While I have been to many screenings, and more than a few premieres, nothing is more mind altering than when it is your own film being screened. Earlier the same day I had screened the cut on my iPad to the priest who appears onscreen in the film, and in that case I sat quietly aside and could only just tell what point the film was up to by the leakage from my Sennhesier HD650 headphones he was listening on… That was a slightly excruciating screening, since if he wasn’t happy with the treatment of footage that I used of him, I would have had to recut & rescore that section, the same day as the screening. Thankfully he loved it… Phew!
Anyway, after a busy day racing around, picking up projector & screen, and then finally setting up for playback off my laptop, the screening went very, very well and we had a really fascinating Q&A afterwards – not fascinating for my answers, but for the reactions and questions that both film projects generated. I guess none of this is new to seasoned film makers, but its new to me….
This entire residency on Shodoshima has been a fantastic experience – every day has been an adventure meeting very interesting people, exploring Shodoshima, finding beautiful locations, and waiting for the right conditions to film. Sometimes that required incredible patience and/or repeated experimentation – for example there is a motion controlled tracking shot, into which walks a couple, it is a shot with a very shallow focus – the foreground is super sharp & they are in bokeh. But the late afternoon light is so beautiful, as is the space they inhabit, as the track occurs. That shot took four hours – setup & find the tracking shot, tried two different lenses before settling on the final one… tried half a dozen takes & got the motion and foreground working beautifully, and then wait…. trigger a track as a couple walked past, and watch the results… second to last take was gorgeous! Someone commented when watching it, that couple are perfectly timed. Aye! If they were actors it would be a simply timed cue…. but in real life, patience is one hell of a virtue! It took 4+ hours to be ready for that one shot… but as with shooting timelapse I really appreciated just having to be at a location for half a day, to find & capture some magic…
But sometimes it requires an open mind & to be ready! I filmed at two Masturi/Festivals and at the second we found a great location, up high looking down on the action. Between ‘performances’ a young woman and her daughter squeezed past us & sat right in front of where I had been shooting… the action restarted and rather than be annoyed by them I managed to capture a beautiful shot, almost point of view for the kawaii little girl, watching the action.
One of the questions at the Q&A was very sentient: ‘which came first, the music or film?’ – I really enjoyed observing myself and slowly a process evolved, not a workflow exactly, that term always makes me think of work specifically, but I found that conceptually I would rough cut a sequence, render a guide video, switch across to composing & sound design and evolve its form, mood & direction, possibly doing rough video recuts in ProTools, then output a guide mix and return to Final Cut, recutting to the new mix. This process happened on a large scale for maybe four or five sequences – once I had a direction in the music I would mix a long version of it, so I could at least keep picture cutting to a rhythm.
Best of all, none of this would have become truly possible or evident without a deadline.
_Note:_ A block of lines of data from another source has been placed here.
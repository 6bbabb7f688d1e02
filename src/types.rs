use chrono::NaiveDate;
use serde::{Deserialize, Serialize};
use std::fmt;
use std::str::FromStr;
use tabled::Tabled;

use crate::error::DashError;

// ---------------------------------------------------------------------------
// Raw CSV rows
// ---------------------------------------------------------------------------

#[derive(Debug, Deserialize)]
pub struct RawPriceRow {
    #[serde(rename = "Year")]
    pub year: Option<String>,
    #[serde(rename = "Month")]
    pub month: Option<String>,
    #[serde(rename = "Silver_Price_INR_per_kg")]
    pub price_per_kg: Option<String>,
}

#[derive(Debug, Deserialize)]
pub struct RawPurchaseRow {
    #[serde(rename = "State")]
    pub state: Option<String>,
    #[serde(rename = "Silver_Purchased_kg")]
    pub purchased_kg: Option<String>,
}

// ---------------------------------------------------------------------------
// Price trend
// ---------------------------------------------------------------------------

#[derive(Debug, Clone, PartialEq, Serialize)]
pub struct PriceRecord {
    pub year: i32,
    /// Canonical three-letter abbreviation (`Jan` .. `Dec`).
    pub month: String,
    pub price_per_kg: f64,
    /// First day of `(year, month)`.
    pub date: NaiveDate,
}

/// Price range used to filter the historical series.
#[derive(Debug, Clone, Copy, PartialEq, Eq, Hash, Serialize)]
pub enum PriceBucket {
    All,
    /// `price <= 20_000`
    LowTier,
    /// `20_000 < price <= 30_000`
    MidTier,
    /// `price > 30_000`
    HighTier,
}

pub const LOW_TIER_MAX: f64 = 20_000.0;
pub const MID_TIER_MAX: f64 = 30_000.0;

impl PriceBucket {
    pub const ALL: [PriceBucket; 4] = [
        PriceBucket::All,
        PriceBucket::LowTier,
        PriceBucket::MidTier,
        PriceBucket::HighTier,
    ];

    /// Map a selector index (the position of the option in the filter list)
    /// to a bucket.
    pub fn from_selector(idx: usize) -> Result<Self, DashError> {
        Self::ALL.get(idx).copied().ok_or_else(|| {
            DashError::Config(format!(
                "price bucket selector {} out of range (expected 0..={})",
                idx,
                Self::ALL.len() - 1
            ))
        })
    }

    pub fn contains(self, price: f64) -> bool {
        match self {
            PriceBucket::All => true,
            PriceBucket::LowTier => price <= LOW_TIER_MAX,
            PriceBucket::MidTier => price > LOW_TIER_MAX && price <= MID_TIER_MAX,
            PriceBucket::HighTier => price > MID_TIER_MAX,
        }
    }

    pub fn label(self) -> &'static str {
        match self {
            PriceBucket::All => "All Prices",
            PriceBucket::LowTier => "≤ ₹20,000 per kg",
            PriceBucket::MidTier => "₹20,000 - ₹30,000 per kg",
            PriceBucket::HighTier => "> ₹30,000 per kg",
        }
    }
}

impl fmt::Display for PriceBucket {
    fn fmt(&self, f: &mut fmt::Formatter<'_>) -> fmt::Result {
        let s = match self {
            PriceBucket::All => "all",
            PriceBucket::LowTier => "low",
            PriceBucket::MidTier => "mid",
            PriceBucket::HighTier => "high",
        };
        f.write_str(s)
    }
}

impl FromStr for PriceBucket {
    type Err = DashError;

    fn from_str(s: &str) -> Result<Self, Self::Err> {
        match s.trim().to_ascii_lowercase().as_str() {
            "all" => Ok(PriceBucket::All),
            "low" | "low-tier" => Ok(PriceBucket::LowTier),
            "mid" | "mid-tier" => Ok(PriceBucket::MidTier),
            "high" | "high-tier" => Ok(PriceBucket::HighTier),
            other => match other.parse::<usize>() {
                Ok(idx) => PriceBucket::from_selector(idx),
                Err(_) => Err(DashError::Config(format!(
                    "unknown price bucket `{}` (expected all, low, mid or high)",
                    s
                ))),
            },
        }
    }
}

#[derive(Debug, Clone, Copy, PartialEq, Serialize)]
pub struct PriceStats {
    pub min: f64,
    pub max: f64,
    pub mean: f64,
    pub count: usize,
}

#[derive(Debug, Clone, Serialize)]
pub struct PriceTrend {
    pub bucket: PriceBucket,
    /// Sorted ascending by `date`.
    pub series: Vec<PriceRecord>,
    /// `None` when the bucket matched no rows.
    pub stats: Option<PriceStats>,
}

// ---------------------------------------------------------------------------
// Purchases
// ---------------------------------------------------------------------------

#[derive(Debug, Clone, PartialEq, Serialize)]
pub struct StatePurchase {
    #[serde(rename = "State")]
    pub state: String,
    #[serde(rename = "Silver_Purchased_kg")]
    pub purchased_kg: f64,
}

impl StatePurchase {
    pub fn new(state: impl Into<String>, purchased_kg: f64) -> Self {
        Self {
            state: state.into(),
            purchased_kg,
        }
    }
}

#[derive(Debug, Clone, PartialEq, Serialize)]
pub struct PurchaseTotals {
    pub sum: f64,
    /// `None` for an empty table.
    pub mean: Option<f64>,
    /// First state (in source order) holding the maximum; `None` for an empty table.
    pub max_state: Option<String>,
    pub count: usize,
}

#[derive(Debug, Clone, Serialize)]
pub struct Ranking {
    /// Every row, ascending by `purchased_kg`.
    pub all: Vec<StatePurchase>,
    /// Up to five rows, descending by `purchased_kg`.
    pub top5: Vec<StatePurchase>,
    pub totals: PurchaseTotals,
}

// ---------------------------------------------------------------------------
// Simulated sales
// ---------------------------------------------------------------------------

/// One simulated monthly figure. Not measured data.
#[derive(Debug, Clone, PartialEq, Serialize)]
pub struct SyntheticSale {
    pub state: String,
    pub purchased_kg: f64,
    /// The uniform draw applied to `purchased_kg`.
    pub fraction: f64,
    pub simulated_kg: f64,
}

/// A simulated series, kept apart from real purchase figures so consumers
/// cannot confuse the two.
#[derive(Debug, Clone, PartialEq, Serialize)]
pub struct SyntheticSeries {
    pub label: &'static str,
    pub seed: u64,
    /// In input order.
    pub rows: Vec<SyntheticSale>,
}

// ---------------------------------------------------------------------------
// Presentation rows
// ---------------------------------------------------------------------------

#[derive(Debug, Serialize, Tabled, Clone)]
pub struct PriceRow {
    #[serde(rename = "Date")]
    #[tabled(rename = "Date")]
    pub date: String,
    #[serde(rename = "Year")]
    #[tabled(rename = "Year")]
    pub year: i32,
    #[serde(rename = "Month")]
    #[tabled(rename = "Month")]
    pub month: String,
    #[serde(rename = "PricePerKg")]
    #[tabled(rename = "PricePerKg")]
    pub price_per_kg: String,
}

#[derive(Debug, Serialize, Tabled, Clone)]
pub struct StateRankRow {
    #[serde(rename = "Rank")]
    #[tabled(rename = "Rank")]
    pub rank: usize,
    #[serde(rename = "State")]
    #[tabled(rename = "State")]
    pub state: String,
    #[serde(rename = "PurchasedKg")]
    #[tabled(rename = "PurchasedKg")]
    pub purchased_kg: String,
}

#[derive(Debug, Serialize, Tabled, Clone)]
pub struct SyntheticSaleRow {
    #[serde(rename = "State")]
    #[tabled(rename = "State")]
    pub state: String,
    #[serde(rename = "SimulatedSalesKg")]
    #[tabled(rename = "SimulatedSalesKg")]
    pub simulated_kg: String,
    #[serde(rename = "DataKind")]
    #[tabled(rename = "DataKind")]
    pub data_kind: String,
}

#[derive(Debug, Serialize, Tabled, Clone)]
pub struct MapRow {
    #[serde(rename = "State")]
    #[tabled(rename = "State")]
    pub state: String,
    #[serde(rename = "PurchasedKg")]
    #[tabled(rename = "PurchasedKg")]
    pub purchased_kg: String,
    #[serde(rename = "Position")]
    #[tabled(rename = "Position")]
    pub position: String,
}

#[derive(Debug, Serialize)]
pub struct PriceSummary {
    pub bucket: String,
    pub rows: usize,
    pub min_price: Option<f64>,
    pub max_price: Option<f64>,
    pub avg_price: Option<f64>,
}

#[derive(Debug, Serialize)]
pub struct SalesSummary {
    pub total_purchased_kg: f64,
    pub avg_per_state_kg: Option<f64>,
    pub highest_purchasing_state: Option<String>,
    pub number_of_states: usize,
    pub simulated_series_label: &'static str,
    pub simulated_series_seed: u64,
    pub map_layer: String,
}

#[derive(Debug, Default, Serialize)]
pub struct SummaryStats {
    #[serde(skip_serializing_if = "Option::is_none")]
    pub prices: Option<PriceSummary>,
    #[serde(skip_serializing_if = "Option::is_none")]
    pub sales: Option<SalesSummary>,
}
All the years I have spent in post production has made me appreciate how valuable deadlines are, and none better (nor more present in the mind) than a public screening! I had no problem getting up at 5am every morning for the last week to eat breakfast while I watched back where I was at by the end of the previous night. Moral of the story: deadlines clarify decision making!
Goodbye Shodoshima! I can’t wait to return and am already planning projects for that day!
So now I have 2 days left in Osaka/Kobe before spending 16 hours of torture flying home…. And then a totally different adventure begins! Before then I have some shopping to do, and some more inspiring art to experience as my last days on this trip coincide with the beginning of the Kobe 2013 Biennale! Last time I was in Kobe at the right time was 2009 – check some of the entries in the container art installation completition from back then here – I am looking forward to seeing what four years of evolution has created!